J Vis Exp. 2026 Mar 20;(229). doi: 10.3791/70519.
ABSTRACT
With major clinical relevance, ischemic stroke (IS) demands experimental approaches that enable the development of novel adjuvant therapies. Due to the similarity of the cerebral vascular anatomy to humans, rats are widely used as experimental models of IS. However, there remains a need for methods capable of generating an ischemic environment that more closely resembles that observed in humans, employing an approach that prioritizes selective arterial occlusion. In this context, the aim of this study was to establish a reproducible method for performing a craniectomy followed by permanent and selective occlusion of the middle cerebral artery (MCA) in rats, to standardize the model and reduce technical challenges for application in studies of motor and spatial memory deficits. Wistar rats (N = 28) were equally divided into two groups, one undergoing craniectomy alone (SHAM) and the other craniectomy followed by selective MCA occlusion (MCAO). On the seventh and eighth postoperative days, the postural test and the object location recognition memory test were performed, respectively. After euthanasia, brain specimens were collected, and Nissl-stained histological sections were prepared. To demonstrate the feasibility and effectiveness of the method, a detailed surgical protocol was developed, including preoperative preparation, anesthesia, positioning, craniectomy, MCAO, and closure.

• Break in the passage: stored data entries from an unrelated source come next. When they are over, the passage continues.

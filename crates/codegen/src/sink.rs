//! Output sinks for generated files
//!
//! Renderers never touch the filesystem directly. They hand fully rendered
//! files to an [`OutputSink`], which decides where the bytes go.

use cpm_core::{Error, Result};
use std::collections::{BTreeMap, BTreeSet};
use std::fs::{self, File};
use std::io::{BufWriter, Write};
use std::path::{Path, PathBuf};

/// Destination for generated files
pub trait OutputSink {
    /// Create a directory and all of its parents
    fn create_dir_all(&mut self, path: &Path) -> Result<()>;

    /// Create or truncate a file and return a handle to write it.
    ///
    /// The handle is closed when dropped.
    fn create_file<'a>(&'a mut self, path: &Path) -> Result<Box<dyn Write + 'a>>;
}

/// Write `content` to `path`, creating parent directories first
pub fn write_file(sink: &mut dyn OutputSink, path: &Path, content: &str) -> Result<()> {
    if let Some(parent) = path.parent() {
        if !parent.as_os_str().is_empty() {
            sink.create_dir_all(parent)?;
        }
    }

    let mut handle = sink.create_file(path)?;
    handle
        .write_all(content.as_bytes())
        .and_then(|_| handle.flush())
        .map_err(|e| Error::resource(format!("Failed to write file {}: {}", path.display(), e)))
}

/// Sink writing to the real filesystem
#[derive(Debug, Default)]
pub struct FsSink;

impl FsSink {
    pub fn new() -> Self {
        Self
    }
}

impl OutputSink for FsSink {
    fn create_dir_all(&mut self, path: &Path) -> Result<()> {
        fs::create_dir_all(path).map_err(|e| {
            Error::resource(format!("can't create directory {}: {}", path.display(), e))
        })
    }

    fn create_file<'a>(&'a mut self, path: &Path) -> Result<Box<dyn Write + 'a>> {
        let file = File::create(path)
            .map_err(|e| Error::resource(format!("can't create file {}: {}", path.display(), e)))?;
        Ok(Box::new(BufWriter::new(file)))
    }
}

/// In-memory sink, used for previews and tests
#[derive(Debug, Default)]
pub struct MemorySink {
    dirs: BTreeSet<PathBuf>,
    files: BTreeMap<PathBuf, Vec<u8>>,
}

impl MemorySink {
    pub fn new() -> Self {
        Self::default()
    }

    /// File contents as UTF-8, if the file was written
    pub fn file(&self, path: impl AsRef<Path>) -> Option<&str> {
        self.files
            .get(path.as_ref())
            .and_then(|bytes| std::str::from_utf8(bytes).ok())
    }

    /// Paths of all written files, sorted
    pub fn paths(&self) -> Vec<&Path> {
        self.files.keys().map(PathBuf::as_path).collect()
    }

    pub fn has_dir(&self, path: impl AsRef<Path>) -> bool {
        self.dirs.contains(path.as_ref())
    }

    pub fn is_empty(&self) -> bool {
        self.files.is_empty()
    }
}

impl OutputSink for MemorySink {
    fn create_dir_all(&mut self, path: &Path) -> Result<()> {
        for ancestor in path.ancestors() {
            if ancestor.as_os_str().is_empty() {
                break;
            }
            self.dirs.insert(ancestor.to_path_buf());
        }
        Ok(())
    }

    fn create_file<'a>(&'a mut self, path: &Path) -> Result<Box<dyn Write + 'a>> {
        if let Some(parent) = path.parent() {
            if !parent.as_os_str().is_empty() && !self.dirs.contains(parent) {
                return Err(Error::resource(format!(
                    "can't create file {}: directory {} does not exist",
                    path.display(),
                    parent.display()
                )));
            }
        }

        let buffer = self.files.entry(path.to_path_buf()).or_default();
        buffer.clear();
        Ok(Box::new(buffer))
    }
}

The applied method demonstrated deficits in the MCAO group, as evidenced by the postural test (p = 0.015) and the object location recognition memory test (p < 0.001). Histological analysis confirmed the selectivity of the approach, with injury involving hippocampal-associated areas such as the perirhinal, entorhinal, and piriform cortices, in addition to the external capsule, while deeper brain structures were preserved. This protocol proved to be a reproducible and effective method for inducing selective MCA ischemia in rats and represents a valid and technically accessible tool for experimental studies investigating pathophysiological and therapeutic mechanisms in ischemic stroke.
PMID:41941347 | DOI:10.3791/70519